Dos son los supuestos que rigen esta comunicación. El primero: que el pensamiento trasciende el tiempo y, tanto más, el espacio. Esto es, si puede hoy leerse a Kierkegaard con provecho, no habrá de importar demasiado desde qué lugar se lo lea. El segundo: hay en la poesía algo divino, cuando no la misma divinidad. Decía Borges en su apócrifo Informe Brodie que entre los Yahoos (pero también entre hebreos y griegos) la raigambre de la poesía en lo divino se corroboraba como un dato concreto. Así refiere, con su lacerante ironía, el trato que reciben los poetas en esa tribu singular:
A un hombre se le ocurre ordenar seis o siete palabras, por lo general enigmáticas. No puede contenerse y las dice a gritos, de pie, en el centro de un círculo que forman, tendidos en la tierra, los hechiceros y la plebe. Si el poema no excita, no pasa nada; si las palabras del poeta los sobrecogen, todos se apartan de él, en silencio, bajo el mandato de un horror sagrado (under a holy dread). Sienten que lo ha tocado el espíritu, nadie hablará con él ni lo mirará, ni siquiera su madre. Ya no es un hombre sino un dios y cualquiera puede matarlo. El poeta, si puede, busca refugio en los arenales del Norte.[1]

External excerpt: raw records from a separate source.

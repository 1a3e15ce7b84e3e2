//! Cross-platform gamepad discovery, polling, and SDL-mapping normalization.
//!
//! `gamepads` presents one canonical button/axis model over four dissimilar
//! OS input stacks (Linux evdev, Windows XInput+DirectInput, macOS IOKit
//! HID, and a `wasm32` browser gamepad backend). An application owns a
//! single [`Gamepads`] container, polls it once per frame, and reads state
//! back either directly off a [`Gamepad`] or through the queued event API.
//!
//! ```no_run
//! use gamepads::{Gamepads, Button};
//!
//! let mut gamepads = Gamepads::new();
//! loop {
//!     gamepads.poll();
//!     for gamepad in gamepads.iter() {
//!         if gamepad.button_is_pressed(Button::South) {
//!             println!("{} pressed South", gamepad.name());
//!         }
//!     }
//!     # break;
//! }
//! ```

mod error;
mod event;
mod gamepad;
mod mapping;
mod model;
mod platform;

pub use error::{MappingError, PlatformError};
pub use event::{AxisMoveFn, ConnectFn, DisconnectFn, Event, EventType, GamepadId, PressFn, ReleaseFn};
pub use gamepad::{Gamepad, MappingSource};
pub use model::{Axis, AxisState, Button, ButtonState, AXIS_COUNT, BUTTON_COUNT};

/// Default maximum number of simultaneously connected gamepads (§3.4).
pub const MAX_GAMEPADS: usize = 4;
/// Default maximum number of queued events per container (§3.6/§4.3).
pub const MAX_EVENTS: usize = 32;

/// The container type applications actually name: `N` simultaneous gamepads,
/// `E` queued events, defaulting to the spec's stated defaults (§6.1).
pub type Gamepads<const N: usize = MAX_GAMEPADS, const E: usize = MAX_EVENTS> =
    gamepad::Gamepads<N, E>;
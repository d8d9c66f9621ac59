//! Debugger sessions over GDB/MI.
//!
//! A [`Session`] owns one debugger's pipes. Its read task parses every line
//! of output, correlates results with pending commands by token, keeps the
//! breakpoint and thread-group state current and reports observable
//! changes to a [`Ui`]. A [`Host`] keeps named sessions for an editor front
//! end.

pub mod commands;
pub mod config;
mod dispatch;
pub mod display;
pub mod error;
pub mod host;
pub mod process;
pub mod session;
pub mod ui;

pub use commands::{CommandState, CommandTable, ExecCallback};
pub use config::{Config, DisplayMode, GdbConfig, ParseErrorPolicy, SessionConfig};
pub use display::DisplayRegistry;
pub use error::{Error, Result};
pub use host::{BreakSwitch, Host};
pub use session::Session;
pub use ui::{DisplayContext, DisplayValue, Ui};
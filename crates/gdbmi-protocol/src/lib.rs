//! GDB/MI wire protocol.
//!
//! A line of debugger output is lexed into [`Token`]s by [`Lexer`] and turned
//! into a typed [`Output`](gdbmi_types::Output) by [`parse`]. The outbound
//! direction lives in [`command`].

pub mod command;
pub mod error;
pub mod escape;
pub mod lexer;
pub mod parser;

pub use error::{ParseError, Result};
pub use lexer::{Lexer, Token, TokenKind};
pub use parser::parse;
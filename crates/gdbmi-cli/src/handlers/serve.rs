//! Line-oriented host: one request per line on stdin, one reply per request
//! on stdout. UI calls from the sessions are interleaved on stdout as they
//! happen.
//!
//! Requests:
//!
//! ```text
//! start NAME DEBUGGEE [ARGS..]
//! stop NAME
//! breakswitch NAME FILE LINE
//! display NAME EXPR..
//! exec NAME CMD [ARGS..]
//! quit
//! ```

use crate::console_ui::ConsoleUi;
use anyhow::{Result, anyhow, bail};
use gdbmi_runtime::{BreakSwitch, Config, Host};
use std::str::FromStr;
use std::sync::Arc;
use std::time::Duration;
use tokio::io::{AsyncBufReadExt, BufReader};
use tracing::{debug, info};

#[derive(Debug, Clone, PartialEq, Eq)]
enum Request {
    Start { name: String, debuggee: Vec<String> },
    Stop { name: String },
    Breakswitch { name: String, file: String, line: u32 },
    Display { name: String, expr: String },
    Exec { name: String, command: String, args: Vec<String> },
    Quit,
}

impl FromStr for Request {
    type Err = anyhow::Error;

    fn from_str(line: &str) -> Result<Self> {
        let words: Vec<&str> = line.split_whitespace().collect();
        let owned = |words: &[&str]| words.iter().map(|w| w.to_string()).collect::<Vec<_>>();

        match words.as_slice() {
            ["start", name, debuggee @ ..] if !debuggee.is_empty() => Ok(Request::Start {
                name: name.to_string(),
                debuggee: owned(debuggee),
            }),
            ["stop", name] => Ok(Request::Stop {
                name: name.to_string(),
            }),
            ["breakswitch", name, file, line] => Ok(Request::Breakswitch {
                name: name.to_string(),
                file: file.to_string(),
                line: line
                    .parse()
                    .map_err(|_| anyhow!("invalid line number: {}", line))?,
            }),
            ["display", name, expr @ ..] if !expr.is_empty() => Ok(Request::Display {
                name: name.to_string(),
                expr: expr.join(" "),
            }),
            ["exec", name, command, args @ ..] => Ok(Request::Exec {
                name: name.to_string(),
                command: command.to_string(),
                args: owned(args),
            }),
            ["quit"] => Ok(Request::Quit),
            [verb, ..] => bail!("unknown request or missing arguments: {}", verb),
            [] => bail!("empty request"),
        }
    }
}

pub fn handle(config: Config) -> Result<()> {
    let runtime = tokio::runtime::Builder::new_multi_thread()
        .enable_all()
        .build()?;
    let served = runtime.block_on(serve(config));
    // a blocked stdin read must not hold the process open
    runtime.shutdown_timeout(Duration::from_millis(100));
    served
}

async fn serve(config: Config) -> Result<()> {
    let mut host = Host::new(config, Arc::new(ConsoleUi));
    let mut lines = BufReader::new(tokio::io::stdin()).lines();
    info!("serving requests on stdin");

    while let Some(line) = lines.next_line().await? {
        if line.trim().is_empty() {
            continue;
        }
        debug!(request = %line, "request");

        let request = match line.parse::<Request>() {
            Ok(request) => request,
            Err(err) => {
                println!("error: {}", err);
                continue;
            }
        };
        if request == Request::Quit {
            break;
        }

        match dispatch(&mut host, request).await {
            Ok(reply) => println!("ok{}", reply),
            Err(err) => println!("error: {}", err),
        }
    }

    host.shutdown().await?;
    Ok(())
}

/// Run one request; the reply text follows `ok` on the same line.
async fn dispatch(host: &mut Host, request: Request) -> Result<String> {
    let reply = match request {
        Request::Start { name, debuggee } => {
            host.start(&name, &debuggee).await?;
            String::new()
        }
        Request::Stop { name } => {
            host.stop(&name).await?;
            String::new()
        }
        Request::Breakswitch { name, file, line } => {
            match host.breakswitch(&name, &file, line).await? {
                BreakSwitch::Inserted(id) => format!(" inserted {}", id),
                BreakSwitch::Deleted(id) => format!(" deleted {}", id),
            }
        }
        Request::Display { name, expr } => {
            if host.display(&name, &expr).await? {
                " added".to_string()
            } else {
                " exists".to_string()
            }
        }
        Request::Exec {
            name,
            command,
            args,
        } => {
            let token = host.exec(&name, &command, &args).await?;
            format!(" {}", token)
        }
        Request::Quit => String::new(),
    };
    Ok(reply)
}
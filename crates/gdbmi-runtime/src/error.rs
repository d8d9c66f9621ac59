use gdbmi_types::{BreakpointId, CommandToken};
use std::fmt;

/// Result type for gdbmi-runtime operations
pub type Result<T> = std::result::Result<T, Error>;

/// Error types that can occur in the runtime layer
#[derive(Debug)]
pub enum Error {
    /// A line of debugger output could not be parsed
    Parse(gdbmi_protocol::ParseError),

    /// IO operation failed
    Io(std::io::Error),

    /// Configuration error
    Config(String),

    /// The session's channel or read loop has ended
    Closed(String),

    /// Caller supplied arguments that cannot form a command
    InvalidArgument(String),

    /// No breakpoint at the requested source position
    BreakpointNotFound { file: String, line: u32 },

    /// No breakpoint with the requested number
    UnknownBreakpoint(BreakpointId),

    /// The debugger answered with `^error`
    Command { token: CommandToken, message: String },

    /// A result record lacked a field the operation depends on
    UnexpectedResult(String),

    /// No result arrived within the configured command timeout
    Timeout(CommandToken),

    /// A session with this name is already running
    SessionExists(String),

    /// No session with this name
    UnknownSession(String),
}

impl fmt::Display for Error {
    fn fmt(&self, f: &mut fmt::Formatter<'_>) -> fmt::Result {
        match self {
            Error::Parse(err) => write!(f, "Parse error: {}", err),
            Error::Io(err) => write!(f, "IO error: {}", err),
            Error::Config(msg) => write!(f, "Configuration error: {}", msg),
            Error::Closed(name) => write!(f, "Session closed: {}", name),
            Error::InvalidArgument(msg) => write!(f, "Invalid argument: {}", msg),
            Error::BreakpointNotFound { file, line } => {
                write!(f, "No breakpoint at {}:{}", file, line)
            }
            Error::UnknownBreakpoint(id) => write!(f, "Unknown breakpoint: {}", id),
            Error::Command { token, message } => {
                write!(f, "Command {} failed: {}", token, message)
            }
            Error::UnexpectedResult(msg) => write!(f, "Unexpected result: {}", msg),
            Error::Timeout(token) => write!(f, "Timed out waiting for command {}", token),
            Error::SessionExists(name) => write!(f, "Session already exists: {}", name),
            Error::UnknownSession(name) => write!(f, "Unknown session: {}", name),
        }
    }
}

impl std::error::Error for Error {
    fn source(&self) -> Option<&(dyn std::error::Error + 'static)> {
        match self {
            Error::Parse(err) => Some(err),
            Error::Io(err) => Some(err),
            _ => None,
        }
    }
}

impl From<gdbmi_protocol::ParseError> for Error {
    fn from(err: gdbmi_protocol::ParseError) -> Self {
        Error::Parse(err)
    }
}

impl From<gdbmi_types::Error> for Error {
    fn from(err: gdbmi_types::Error) -> Self {
        Error::InvalidArgument(err.to_string())
    }
}

impl From<std::io::Error> for Error {
    fn from(err: std::io::Error) -> Self {
        Error::Io(err)
    }
}

impl From<toml::de::Error> for Error {
    fn from(err: toml::de::Error) -> Self {
        Error::Config(err.to_string())
    }
}

impl From<toml::ser::Error> for Error {
    fn from(err: toml::ser::Error) -> Self {
        Error::Config(err.to_string())
    }
}
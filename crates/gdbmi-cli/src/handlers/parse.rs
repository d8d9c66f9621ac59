use anyhow::{Context, Result, bail};
use gdbmi_protocol::parse;
use std::fs::File;
use std::io::{self, BufRead, BufReader, Write};
use std::path::Path;

pub fn handle(file: Option<&Path>, skip_errors: bool) -> Result<()> {
    let input: Box<dyn BufRead> = match file {
        Some(path) => Box::new(BufReader::new(
            File::open(path).with_context(|| format!("cannot open {}", path.display()))?,
        )),
        None => Box::new(BufReader::new(io::stdin())),
    };

    let stdout = io::stdout();
    let mut out = stdout.lock();
    let mut failures = 0usize;

    for (index, line) in input.lines().enumerate() {
        let mut line = line?;
        if line.trim().is_empty() {
            continue;
        }
        line.push('\n');

        match parse(&line) {
            Ok(output) => writeln!(out, "{}", serde_json::to_string(&output)?)?,
            Err(err) if skip_errors => {
                failures += 1;
                eprintln!("line {}: {}", index + 1, err);
            }
            Err(err) => bail!("line {}: {}", index + 1, err),
        }
    }
    out.flush()?;

    if failures > 0 {
        tracing::warn!(failures, "transcript had unparsable lines");
    }
    Ok(())
}
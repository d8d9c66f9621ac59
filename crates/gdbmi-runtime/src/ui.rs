use crate::config::DisplayMode;
use gdbmi_engine::UiEffect;
use gdbmi_types::{BreakpointId, Frame, ThreadGroupId};
use serde::Serialize;

/// Value of one watch expression at a stop.
#[derive(Debug, Clone, PartialEq, Eq, Serialize)]
pub struct DisplayValue {
    pub expr: String,
    pub value: String,
}

/// Everything the presentation layer needs to render watch expressions for
/// one stop location.
#[derive(Debug, Clone, PartialEq, Eq, Serialize)]
pub struct DisplayContext {
    pub session: String,
    pub addr: String,
    pub frame: Frame,
    pub values: Vec<DisplayValue>,
}

/// Presentation layer a session reports observable changes to.
///
/// Calls are made from the session's read task and must not block.
pub trait Ui: Send + Sync {
    fn jump(&self, file: &str, line: u32);

    /// Move the execution cursor to `frame`; frames without a source
    /// position are ignored.
    fn jump_frame(&self, frame: &Frame) {
        if let Some((file, line)) = frame.source() {
            self.jump(file, line);
        }
    }

    fn set_breakpoint(&self, id: BreakpointId, file: &str, line: u32);
    fn del_breakpoint(&self, id: BreakpointId);
    fn del_cursor(&self, group: &ThreadGroupId);

    /// Failure of a command nobody was waiting on.
    fn error(&self, message: &str);
    /// Failure not tied to any command: unmatched results, unreadable output.
    fn async_error(&self, message: &str);

    fn display(&self, context: &DisplayContext);

    fn float_display(&self, context: &DisplayContext) {
        self.display(context);
    }

    fn virtual_display(&self, context: &DisplayContext) {
        self.display(context);
    }
}

pub(crate) fn perform(ui: &dyn Ui, effect: UiEffect) {
    match effect {
        UiEffect::SetBreakpoint { id, file, line } => ui.set_breakpoint(id, &file, line),
        UiEffect::DelBreakpoint(id) => ui.del_breakpoint(id),
        UiEffect::DelCursor(group) => ui.del_cursor(&group),
        UiEffect::JumpFrame(frame) => ui.jump_frame(&frame),
    }
}

pub(crate) fn show(ui: &dyn Ui, mode: DisplayMode, context: &DisplayContext) {
    match mode {
        DisplayMode::Panel => ui.display(context),
        DisplayMode::Float => ui.float_display(context),
        DisplayMode::Virtual => ui.virtual_display(context),
    }
}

Algo similar pareció haber entrevisto Søren Kierkegaard: el camino que más cerca nos deja de la iluminación es el de la poesía (si bien, esto es claro, no nos conduce directamente a ella). Lo que sigue es, pues, el mero señalamiento de la continuidad de un pensar que no se deja separar del todo de un sentir (“poderoso pensador y sentidor danés”, lo llamó alguna vez Unamuno[2]). La constatación de una misma interioridad que habita en dos cuerpos. Tal vez, después de todo, los románticos no estuvieran tan descaminados y el arte finalmente no sea más que la continuación de la religión por otros medios…
Kierkegaard compone entre 1847 y 1849 trece discursos edificantes, agrupados en tres series que serían luego reunidas en un volumen titulado Los lirios del campo y las aves del cielo. Fruto de la exhaustiva lectura kierkegardiana del Evangelio según San Mateo (VI, 24-34), despliegan –de forma consecutiva– las enseñanzas que nos brindan los lirios y los pájaros (presentadas en consonancia con la tríada de los estadios); las falsas preocupaciones de los paganos (donde lirios y pájaros pasan a jugar el papel de cristianos y paganos respectivamente); y, por último, las observaciones acerca del silencio, la obediencia y la fe. Todo ello en el bucólico marco de la naturaleza y el debido amor a Dios. Estos discursos habrán de ser parte de la obra del danés que pondremos a dialogar aquí con la poesía de Atahualpa Yupanqui.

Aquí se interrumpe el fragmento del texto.